Deploying Deep Learning at Scale for better data science and making inferences from data

In August, 2016, Intel is bolstering its artificial intelligence efforts by acquiring Nervana Systems for $400 million, a two-year-old startup considered among the leaders in developing machine learning technology.

In a video, Nervana’s Naveen Rao discussed deep learning, a form of machine learning loosely inspired by the brain. Naveen explores the benefits of deep learning over other machine-learning techniques, recent advances in the field, the deep learning workflow, challenges in developing and deploying deep learning-based solutions, and the need for standardized tools for building and scaling deep learning solutions.

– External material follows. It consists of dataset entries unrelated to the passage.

use std::str::FromStr as _;

use fractic_server_error::ServerError;
use iso_currency::Currency;

use crate::{
    config::StoreConfig,
    data::models::{
        amount_model::AmountModel, month_model::MonthModel, task_status_model::TaskStatusModel,
    },
    domain::usecases::{
        expense_usecase::{ExpenseUsecase as _, ExpenseUsecaseImpl},
        task_usecase::{TaskUsecase as _, TaskUsecaseImpl},
    },
    entities::{
        Clock, Expense, ExpenseSummary, ExpenseUpdate, Outcome, RecordId, SystemClock, Task,
        TaskStatus, TaskUpdate,
    },
    errors::{InvalidAmount, InvalidIsoCurrencyCode},
};

/// Expense list kept in a single JSON document.
///
/// Every call is one complete command: the document is read, one operation is
/// applied, and the document is rewritten only if the operation changed
/// something.
pub struct ExpenseTracker<C: Clock = SystemClock> {
    usecase: ExpenseUsecaseImpl<C>,
}

impl ExpenseTracker {
    pub fn new(config: StoreConfig) -> Self {
        Self::with_clock(config, SystemClock)
    }
}

impl<C: Clock> ExpenseTracker<C> {
    pub fn with_clock(config: StoreConfig, clock: C) -> Self {
        Self {
            usecase: ExpenseUsecaseImpl::new(config, clock),
        }
    }

    /// Appends a new expense dated today and returns its id.
    pub async fn add(
        &self,
        description: impl Into<String>,
        amount: f64,
    ) -> Result<RecordId, ServerError> {
        let amount = checked_amount(amount)?;
        self.usecase.add(description.into(), amount).await
    }

    pub async fn update(
        &self,
        id: u64,
        description: Option<String>,
        amount: Option<f64>,
    ) -> Result<Outcome<()>, ServerError> {
        let amount = amount.map(checked_amount).transpose()?;
        self.usecase
            .update(RecordId(id), ExpenseUpdate { description, amount })
            .await
    }

    pub async fn delete(&self, id: u64) -> Result<Outcome<()>, ServerError> {
        self.usecase.delete(RecordId(id)).await
    }

    pub async fn list(&self) -> Result<Outcome<Vec<Expense>>, ServerError> {
        self.usecase.list().await
    }

    /// Total over all expenses, or over one calendar month (1-12, any year).
    /// A blank month counts as no month.
    pub async fn summary(
        &self,
        month: Option<&str>,
    ) -> Result<Outcome<ExpenseSummary>, ServerError> {
        let month = month.filter(|m| !m.trim().is_empty());
        let month = match month.map(MonthModel::from_str).transpose() {
            Ok(month) => month.map(Into::into),
            Err(e) => {
                tracing::debug!(error = ?e, "rejected month");
                return Ok(Outcome::InvalidMonth(month.unwrap_or_default().to_string()));
            }
        };
        Ok(Outcome::Success(self.usecase.summary(month).await?))
    }
}

/// Task list kept in a single JSON document.
pub struct TaskTracker<C: Clock = SystemClock> {
    usecase: TaskUsecaseImpl<C>,
}

impl TaskTracker {
    pub fn new(config: StoreConfig) -> Self {
        Self::with_clock(config, SystemClock)
    }
}

impl<C: Clock> TaskTracker<C> {
    pub fn with_clock(config: StoreConfig, clock: C) -> Self {
        Self {
            usecase: TaskUsecaseImpl::new(config, clock),
        }
    }

    /// Appends a new `todo` task and returns its id.
    pub async fn add(&self, description: impl Into<String>) -> Result<RecordId, ServerError> {
        self.usecase.add(description.into()).await
    }

    pub async fn update(
        &self,
        id: u64,
        description: impl Into<String>,
    ) -> Result<Outcome<()>, ServerError> {
        self.usecase
            .update(RecordId(id), TaskUpdate::description(description))
            .await
    }

    pub async fn delete(&self, id: u64) -> Result<Outcome<()>, ServerError> {
        self.usecase.delete(RecordId(id)).await
    }

    /// Sets the status from its textual form. An unknown status is reported
    /// without reading or writing the store.
    pub async fn mark(&self, id: u64, status: &str) -> Result<Outcome<()>, ServerError> {
        match status_or_reject(status) {
            Some(status) => self.mark_as(id, status).await,
            None => Ok(Outcome::InvalidStatus(status.to_string())),
        }
    }

    pub async fn mark_as(&self, id: u64, status: TaskStatus) -> Result<Outcome<()>, ServerError> {
        self.usecase.mark(RecordId(id), status).await
    }

    /// Tasks in store order, optionally only those with the given status.
    pub async fn list(&self, status: Option<&str>) -> Result<Outcome<Vec<Task>>, ServerError> {
        let filter = match status {
            Some(raw) => match status_or_reject(raw) {
                Some(status) => Some(status),
                None => return Ok(Outcome::InvalidStatus(raw.to_string())),
            },
            None => None,
        };
        self.usecase.list(filter).await
    }
}

// Input parsing shared with the command-line front-ends.
// ---

/// Parses a non-negative amount, allowing thousands separators.
pub fn parse_amount(s: &str) -> Result<f64, ServerError> {
    Ok(AmountModel::from_str(s)?.into())
}

/// Parses an ISO 4217 currency code (ex. USD, EUR, JPY).
pub fn parse_currency(s: &str) -> Result<Currency, ServerError> {
    Currency::from_code(&s.trim().to_uppercase()).ok_or_else(|| InvalidIsoCurrencyCode::new(s))
}

/// Parses a task status: `todo`, `in-progress` or `done`.
pub fn parse_status(s: &str) -> Result<TaskStatus, ServerError> {
    Ok(TaskStatusModel::from_str(s)?.into())
}

fn status_or_reject(s: &str) -> Option<TaskStatus> {
    match parse_status(s) {
        Ok(status) => Some(status),
        Err(e) => {
            tracing::debug!(error = ?e, "rejected status");
            None
        }
    }
}

fn checked_amount(amount: f64) -> Result<f64, ServerError> {
    AmountModel::try_from(amount)
        .map(Into::into)
        .map_err(|_| InvalidAmount::new(&amount.to_string()))
}
use std::{path::PathBuf, process::ExitCode};

use clap::{Parser, Subcommand};
use fractic_server_error::ServerError;
use iso_currency::Currency;
use record_tracker::{
    config::{MalformedPolicy, StoreConfig},
    entities::Outcome,
    logging,
    printers::ExpensePrinter,
    util::{parse_amount, parse_currency, ExpenseTracker},
};

/// Expense Tracker Application
#[derive(Parser)]
#[command(name = "expense-tracker")]
#[command(about = "Track expenses in a local JSON file", long_about = None)]
#[command(version)]
struct Cli {
    /// Path of the expense store
    #[arg(
        long,
        global = true,
        env = "EXPENSE_TRACKER_FILE",
        default_value = "expenses.json"
    )]
    file: PathBuf,

    /// Fail instead of starting from an empty list when the store is malformed
    #[arg(long, global = true)]
    strict: bool,

    /// Currency used to print amounts (ISO 4217 code)
    #[arg(long, global = true, default_value = "USD", value_parser = currency_arg)]
    currency: Currency,

    /// Print debug logs to stderr
    #[arg(short, long, global = true)]
    verbose: bool,

    #[command(subcommand)]
    command: Command,
}

#[derive(Subcommand)]
enum Command {
    /// Add an expense
    Add {
        /// Expense description
        #[arg(long)]
        description: String,

        /// Expense amount
        #[arg(long, value_parser = amount_arg, allow_hyphen_values = true)]
        amount: f64,
    },

    /// Update an expense
    Update {
        /// Expense ID
        #[arg(long)]
        id: u64,

        /// Updated description
        #[arg(long)]
        description: Option<String>,

        /// Updated amount
        #[arg(long, value_parser = amount_arg, allow_hyphen_values = true)]
        amount: Option<f64>,
    },

    /// Delete an expense
    Delete {
        /// Expense ID
        #[arg(long)]
        id: u64,
    },

    /// List all expenses
    List,

    /// Show expenses summary
    Summary {
        /// Month number (1-12) to restrict the total to, across all years
        #[arg(long, allow_hyphen_values = true)]
        month: Option<String>,
    },
}

fn amount_arg(s: &str) -> Result<f64, String> {
    parse_amount(s).map_err(|e| e.to_string())
}

fn currency_arg(s: &str) -> Result<Currency, String> {
    parse_currency(s).map_err(|e| e.to_string())
}

#[tokio::main(flavor = "current_thread")]
async fn main() -> ExitCode {
    let cli = Cli::parse();
    logging::init(cli.verbose);

    let malformed_policy = if cli.strict {
        MalformedPolicy::Fail
    } else {
        MalformedPolicy::Discard
    };
    let config = StoreConfig::new(cli.file)
        .with_malformed_policy(malformed_policy)
        .with_indent(4);
    let tracker = ExpenseTracker::new(config);
    let printer = ExpensePrinter::new(cli.currency);

    match run(&tracker, &printer, cli.command).await {
        Ok(message) => {
            println!("{}", message.trim_end());
            ExitCode::SUCCESS
        }
        Err(e) => {
            eprintln!("Error: {}", e);
            ExitCode::FAILURE
        }
    }
}

async fn run(
    tracker: &ExpenseTracker,
    printer: &ExpensePrinter,
    command: Command,
) -> Result<String, ServerError> {
    let message = match command {
        Command::Add {
            description,
            amount,
        } => printer.print_added(tracker.add(description, amount).await?),
        Command::Update {
            id,
            description,
            amount,
        } => outcome_message(
            printer,
            tracker.update(id, description, amount).await?,
            |p, ()| p.print_updated(),
        ),
        Command::Delete { id } => {
            outcome_message(printer, tracker.delete(id).await?, |p, ()| p.print_deleted())
        }
        Command::List => outcome_message(printer, tracker.list().await?, |p, expenses| {
            p.print_list(&expenses)
        }),
        Command::Summary { month } => outcome_message(
            printer,
            tracker.summary(month.as_deref()).await?,
            |p, summary| p.print_summary(&summary),
        ),
    };
    Ok(message)
}

fn outcome_message<T>(
    printer: &ExpensePrinter,
    outcome: Outcome<T>,
    on_success: impl FnOnce(&ExpensePrinter, T) -> String,
) -> String {
    match outcome {
        Outcome::Success(value) => on_success(printer, value),
        Outcome::NotFound(id) => printer.print_not_found(id),
        Outcome::InvalidMonth(raw) => printer.print_invalid_month(&raw),
        Outcome::NoRecords | Outcome::InvalidStatus(_) => printer.print_no_records(),
    }
}
use std::str::FromStr;

use chrono::Month;
use fractic_server_error::ServerError;

use crate::errors::InvalidMonth;

/// Calendar month given as its number, 1 (January) to 12 (December).
#[derive(Debug, Clone, Copy, PartialEq)]
pub(crate) struct MonthModel(Month);
impl FromStr for MonthModel {
    type Err = ServerError;
    fn from_str(s: &str) -> Result<Self, Self::Err> {
        let n = s
            .trim()
            .parse::<u8>()
            .map_err(|e| InvalidMonth::with_debug(s, &e))?;
        let month = Month::try_from(n).map_err(|e| InvalidMonth::with_debug(s, &e))?;
        Ok(MonthModel(month))
    }
}

impl Into<Month> for MonthModel {
    fn into(self) -> Month {
        self.0
    }
}
use std::str::FromStr;

use chrono::{DateTime, Local, NaiveDateTime};
use fractic_server_error::ServerError;
use serde::{Deserialize, Serialize};

use crate::errors::InvalidTimestamp;

/// Local ISO-8601 timestamp without offset. `%.f` keeps whatever sub-second
/// precision the value carries, so timestamps survive a save/load cycle
/// unchanged.
const TIMESTAMP_FORMAT: &str = "%Y-%m-%dT%H:%M:%S%.f";

/// Timestamp as stored in the task list.
///
/// Writes local time without an offset. Reads either that form or an RFC 3339
/// timestamp with an offset (e.g. `2024-05-01T07:30:00.000Z`), which is
/// converted to local time.
#[derive(Debug, Clone, Copy, PartialEq)]
pub(crate) struct TimestampModel(NaiveDateTime);
impl FromStr for TimestampModel {
    type Err = ServerError;
    fn from_str(s: &str) -> Result<Self, Self::Err> {
        if let Ok(t) = NaiveDateTime::parse_from_str(s, TIMESTAMP_FORMAT) {
            return Ok(TimestampModel(t));
        }
        let t = DateTime::parse_from_rfc3339(s)
            .map_err(|e| InvalidTimestamp::with_debug(s, &e))?
            .with_timezone(&Local)
            .naive_local();
        Ok(TimestampModel(t))
    }
}
impl<'de> Deserialize<'de> for TimestampModel {
    fn deserialize<D>(deserializer: D) -> Result<TimestampModel, D::Error>
    where
        D: serde::Deserializer<'de>,
    {
        let s = String::deserialize(deserializer)?;
        TimestampModel::from_str(&s).map_err(serde::de::Error::custom)
    }
}
impl Serialize for TimestampModel {
    fn serialize<S>(&self, serializer: S) -> Result<S::Ok, S::Error>
    where
        S: serde::Serializer,
    {
        serializer.serialize_str(&self.0.format(TIMESTAMP_FORMAT).to_string())
    }
}

impl From<NaiveDateTime> for TimestampModel {
    fn from(t: NaiveDateTime) -> Self {
        TimestampModel(t)
    }
}

impl Into<NaiveDateTime> for TimestampModel {
    fn into(self) -> NaiveDateTime {
        self.0
    }
}
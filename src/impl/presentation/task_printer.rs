use crate::entities::{RecordId, Task, TaskStatus};

use super::utils::truncate;

const TIMESTAMP_COLUMN_FORMAT: &str = "%Y-%m-%dT%H:%M";

pub struct TaskPrinter;

impl TaskPrinter {
    pub fn new() -> Self {
        Self
    }

    pub fn print_list(&self, tasks: &[Task]) -> String {
        let mut output = String::new();
        output.push_str(&format!(
            "{:<5} {:<12} {:<40} {:<20} {:<20}\n",
            "ID", "Status", "Description", "Created", "Updated"
        ));
        output.push_str(&"-".repeat(95));
        output.push('\n');
        for t in tasks {
            output.push_str(&format!(
                "{:<5} {:<12} {:<40} {:<20} {:<20}\n",
                t.id.to_string(),
                t.status.as_str(),
                truncate(&t.description, 35),
                t.created_at.format(TIMESTAMP_COLUMN_FORMAT).to_string(),
                t.updated_at.format(TIMESTAMP_COLUMN_FORMAT).to_string(),
            ));
        }
        output
    }

    pub fn print_added(&self, id: RecordId) -> String {
        format!("Task added successfully (ID: {})", id)
    }

    pub fn print_updated(&self, id: RecordId) -> String {
        format!("Task {} updated successfully", id)
    }

    pub fn print_deleted(&self, id: RecordId) -> String {
        format!("Task {} deleted successfully", id)
    }

    pub fn print_marked(&self, id: RecordId, status: TaskStatus) -> String {
        format!("Task {} marked as {}", id, status)
    }

    pub fn print_not_found(&self, id: RecordId) -> String {
        format!("Error: Task with ID {} not found", id)
    }

    pub fn print_no_records(&self) -> String {
        "No tasks found".to_string()
    }

    pub fn print_invalid_status(&self, raw: &str) -> String {
        let valid: Vec<&str> = TaskStatus::ALL.iter().map(|s| s.as_str()).collect();
        format!("Error: Invalid status '{}'. Use {}", raw, valid.join(", "))
    }
}

impl Default for TaskPrinter {
    fn default() -> Self {
        Self::new()
    }
}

Convolutional Neural Nets are the main model. They are good for vision systems.

Recurrent Neural nets are good for modeling anything with time or sequence. Financial systems and Language models use RNN.

Stacked auto-encoders, Multi-layer perceptron and Deep belief networks are more fringe models.

A lot of the innovations in the next five years will come from the stacked auto-encoders in areas where we do not know what the objective is to start with.

Error rates for trained humans is 5% and now deep learning is at 3% for image and speech tasks.

Nervana used a python based framework for the problem definition

Nervana is in the oil and gas space and precision farming. They help determine how to farm better and find oil and gas better.

They are in the plant genomics space.